■ Extracted entries
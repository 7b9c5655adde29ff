use std::fmt;

/// Zero-based feature column index.
#[derive(
    Debug, Clone, Copy, PartialEq, Eq, PartialOrd, Ord, Hash,
    serde::Serialize, serde::Deserialize,
)]
pub struct FeatureIndex(usize);

impl FeatureIndex {
    /// Create a new feature index from a zero-based column position.
    pub(crate) fn new(index: usize) -> Self {
        Self(index)
    }

    /// Return the zero-based feature column index.
    #[must_use]
    pub fn index(self) -> usize {
        self.0
    }
}

impl fmt::Display for FeatureIndex {
    fn fmt(&self, f: &mut fmt::Formatter<'_>) -> fmt::Result {
        write!(f, "{}", self.0)
    }
}

/// Gini impurity value in [0.0, 0.5].
#[derive(
    Debug, Clone, Copy, PartialEq, PartialOrd,
    serde::Serialize, serde::Deserialize,
)]
pub struct Impurity(f64);

impl Impurity {
    /// Create a new impurity value.
    pub(crate) fn new(value: f64) -> Self {
        Self(value)
    }

    /// Return the raw impurity value.
    #[must_use]
    pub fn value(self) -> f64 {
        self.0
    }
}

impl fmt::Display for Impurity {
    fn fmt(&self, f: &mut fmt::Formatter<'_>) -> fmt::Result {
        write!(f, "{:.6}", self.0)
    }
}

/// Side of a split: `Left` holds `value <= threshold`, `Right` holds `value > threshold`.
#[derive(Debug, Clone, Copy, PartialEq, Eq, Hash)]
pub enum Direction {
    /// Path digit `0`.
    Left,
    /// Path digit `1`.
    Right,
}

impl Direction {
    /// Route a feature value against a split threshold.
    #[must_use]
    pub fn route(value: f64, threshold: f64) -> Self {
        if value <= threshold {
            Direction::Left
        } else {
            Direction::Right
        }
    }

    /// Return the path digit for this direction.
    #[must_use]
    pub fn digit(self) -> char {
        match self {
            Direction::Left => '0',
            Direction::Right => '1',
        }
    }

    /// Return the slot of this direction in a `[left, right]` pair.
    #[must_use]
    pub fn slot(self) -> usize {
        match self {
            Direction::Left => 0,
            Direction::Right => 1,
        }
    }
}

/// Path code of a branch: the root is `"0"` and each child appends `0` (left)
/// or `1` (right). The length of the code is the depth of the branch.
#[derive(
    Debug, Clone, PartialEq, Eq, PartialOrd, Ord, Hash,
    serde::Serialize, serde::Deserialize,
)]
pub struct BranchId(String);

impl BranchId {
    /// The root branch id, `"0"`.
    #[must_use]
    pub fn root() -> Self {
        Self("0".to_string())
    }

    /// Parse a path code. Returns `None` for an empty string or any character
    /// other than `0`/`1`.
    #[must_use]
    pub fn parse(code: &str) -> Option<Self> {
        if code.is_empty() || !code.chars().all(|c| c == '0' || c == '1') {
            return None;
        }
        Some(Self(code.to_string()))
    }

    /// Return the id of the child in the given direction.
    #[must_use]
    pub fn child(&self, direction: Direction) -> Self {
        let mut code = String::with_capacity(self.0.len() + 1);
        code.push_str(&self.0);
        code.push(direction.digit());
        Self(code)
    }

    /// Return the parent id, or `None` for the root.
    #[must_use]
    pub fn parent(&self) -> Option<Self> {
        if self.0.len() <= 1 {
            return None;
        }
        Some(Self(self.0[..self.0.len() - 1].to_string()))
    }

    /// Return the depth of this branch (the root has depth 1).
    #[must_use]
    pub fn depth(&self) -> usize {
        self.0.len()
    }

    /// Return `true` for the root id.
    #[must_use]
    pub fn is_root(&self) -> bool {
        self.0.len() == 1
    }

    /// Return the path code as a string slice.
    #[must_use]
    pub fn as_str(&self) -> &str {
        &self.0
    }
}

impl fmt::Display for BranchId {
    fn fmt(&self, f: &mut fmt::Formatter<'_>) -> fmt::Result {
        f.write_str(&self.0)
    }
}

/// One split decision recorded while growing a tree.
///
/// A branch is written once, before the builder decides whether to recurse
/// into its children, and is never modified afterwards. Its leaf predictions
/// are used whenever the child on the taken side was never grown.
#[derive(Debug, Clone, serde::Serialize, serde::Deserialize)]
pub struct Branch {
    /// Path code of this branch.
    pub id: BranchId,
    /// Feature the split is evaluated on.
    pub feature: FeatureIndex,
    /// Threshold value: observations with feature <= threshold go left.
    pub threshold: f64,
    /// Mean label of the `[left, right]` partitions at the time of the split.
    pub leaf_predictions: [f64; 2],
    /// Weighted Gini impurity of the chosen split.
    pub impurity: Impurity,
    /// Number of training observations that reached this branch.
    pub n_observations: usize,
}

impl Branch {
    /// Return the stored prediction for the given side.
    #[must_use]
    pub fn leaf_prediction(&self, direction: Direction) -> f64 {
        self.leaf_predictions[direction.slot()]
    }

    /// Route an observation's value for this branch's feature.
    #[must_use]
    pub fn route(&self, observation: &[f64]) -> Direction {
        Direction::route(observation[self.feature.index()], self.threshold)
    }
}
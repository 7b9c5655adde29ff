//! CSV input, validation, and JSON result output for the canopy pipeline.

mod domain;
mod error;
mod reader;
mod writer;

pub use domain::{ExperimentName, LabelledTable};
pub use error::IoError;
pub use reader::LabelledCsvReader;
pub use writer::{EvaluationReport, ResultWriter, write_table};
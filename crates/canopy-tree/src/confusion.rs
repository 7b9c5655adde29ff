//! Binary confusion matrix and per-class classification metrics.

use std::fmt;

use crate::error::TreeError;

/// Score cutoff used by [`accuracy`].
pub const DEFAULT_CUTOFF: f64 = 0.5;

/// A 2×2 confusion matrix for binary classification.
///
/// Entry `matrix[true][predicted]` counts observations with true label `true`
/// predicted as `predicted`. A score at or above the cutoff predicts class 1.
#[derive(Debug, Clone)]
pub struct ConfusionMatrix {
    matrix: [[usize; 2]; 2],
    n_skipped: usize,
}

/// Per-class precision, recall, and F1 score.
#[derive(Debug, Clone)]
pub struct ClassMetrics {
    /// The class (0 or 1).
    pub class: usize,
    /// Precision: TP / (TP + FP). 0.0 if no predictions for this class.
    pub precision: f64,
    /// Recall: TP / (TP + FN). 0.0 if no true observations for this class.
    pub recall: f64,
    /// F1: 2 * precision * recall / (precision + recall). 0.0 if both are zero.
    pub f1: f64,
    /// Number of true observations in this class.
    pub support: usize,
}

impl ConfusionMatrix {
    /// Build a confusion matrix from 0/1 labels and optional scores.
    ///
    /// Rows whose score is `None` are skipped and counted in [`ConfusionMatrix::n_skipped`].
    ///
    /// # Errors
    ///
    /// | Variant | Condition |
    /// |---|---|
    /// | [`TreeError::EmptyDataset`] | zero labels provided |
    /// | [`TreeError::LabelCountMismatch`] | `scores.len() != labels.len()` |
    /// | [`TreeError::InvalidLabel`] | a label is not 0 or 1 |
    pub fn from_scores(
        labels: &[f64],
        scores: &[Option<f64>],
        cutoff: f64,
    ) -> Result<Self, TreeError> {
        if labels.is_empty() {
            return Err(TreeError::EmptyDataset);
        }
        if scores.len() != labels.len() {
            return Err(TreeError::LabelCountMismatch {
                rows: scores.len(),
                labels: labels.len(),
            });
        }
        let mut matrix = [[0usize; 2]; 2];
        let mut n_skipped = 0;
        for (row, (&label, score)) in labels.iter().zip(scores).enumerate() {
            let truth = match label {
                l if l == 0.0 => 0,
                l if l == 1.0 => 1,
                value => return Err(TreeError::InvalidLabel { row, value }),
            };
            match score {
                Some(s) => matrix[truth][usize::from(*s >= cutoff)] += 1,
                None => n_skipped += 1,
            }
        }
        Ok(Self { matrix, n_skipped })
    }

    /// Build a confusion matrix from 0/1 labels and fully defined scores.
    ///
    /// # Errors
    ///
    /// Same as [`ConfusionMatrix::from_scores`].
    pub fn from_predictions(labels: &[f64], scores: &[f64], cutoff: f64) -> Result<Self, TreeError> {
        let scores: Vec<Option<f64>> = scores.iter().copied().map(Some).collect();
        Self::from_scores(labels, &scores, cutoff)
    }

    /// Overall accuracy over the scored rows.
    #[must_use]
    pub fn accuracy(&self) -> f64 {
        let correct = self.matrix[0][0] + self.matrix[1][1];
        let total = self.n_scored();
        if total == 0 {
            0.0
        } else {
            correct as f64 / total as f64
        }
    }

    /// Per-class precision, recall, F1, and support.
    #[must_use]
    pub fn class_metrics(&self) -> Vec<ClassMetrics> {
        (0..2)
            .map(|c| {
                let other = 1 - c;
                let tp = self.matrix[c][c];
                let fp = self.matrix[other][c];
                let fn_ = self.matrix[c][other];
                let support = tp + fn_;
                let precision = if tp + fp == 0 {
                    0.0
                } else {
                    tp as f64 / (tp + fp) as f64
                };
                let recall = if support == 0 {
                    0.0
                } else {
                    tp as f64 / support as f64
                };
                let f1 = if precision + recall == 0.0 {
                    0.0
                } else {
                    2.0 * precision * recall / (precision + recall)
                };
                ClassMetrics {
                    class: c,
                    precision,
                    recall,
                    f1,
                    support,
                }
            })
            .collect()
    }

    /// Return the underlying matrix rows.
    #[must_use]
    pub fn as_rows(&self) -> [[usize; 2]; 2] {
        self.matrix
    }

    /// Return the number of rows that were scored.
    #[must_use]
    pub fn n_scored(&self) -> usize {
        self.matrix.iter().flatten().sum()
    }

    /// Return the number of rows skipped for lack of a score.
    #[must_use]
    pub fn n_skipped(&self) -> usize {
        self.n_skipped
    }
}

impl fmt::Display for ConfusionMatrix {
    fn fmt(&self, f: &mut fmt::Formatter<'_>) -> fmt::Result {
        writeln!(f, "{:>8} {:>7} {:>7}", "", "pred_0", "pred_1")?;
        for (i, row) in self.matrix.iter().enumerate() {
            writeln!(f, "{:>8} {:>7} {:>7}", format!("true_{i}"), row[0], row[1])?;
        }
        Ok(())
    }
}

/// Fraction of rows whose score, cut at 0.5, matches the label.
///
/// # Errors
///
/// Same as [`ConfusionMatrix::from_predictions`].
pub fn accuracy(labels: &[f64], scores: &[f64]) -> Result<f64, TreeError> {
    Ok(ConfusionMatrix::from_predictions(labels, scores, DEFAULT_CUTOFF)?.accuracy())
}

■ Action item
This task calls for each line of the material that contains "domain".

■ Response
mod domain;
pub use domain::{ExperimentName, LabelledTable};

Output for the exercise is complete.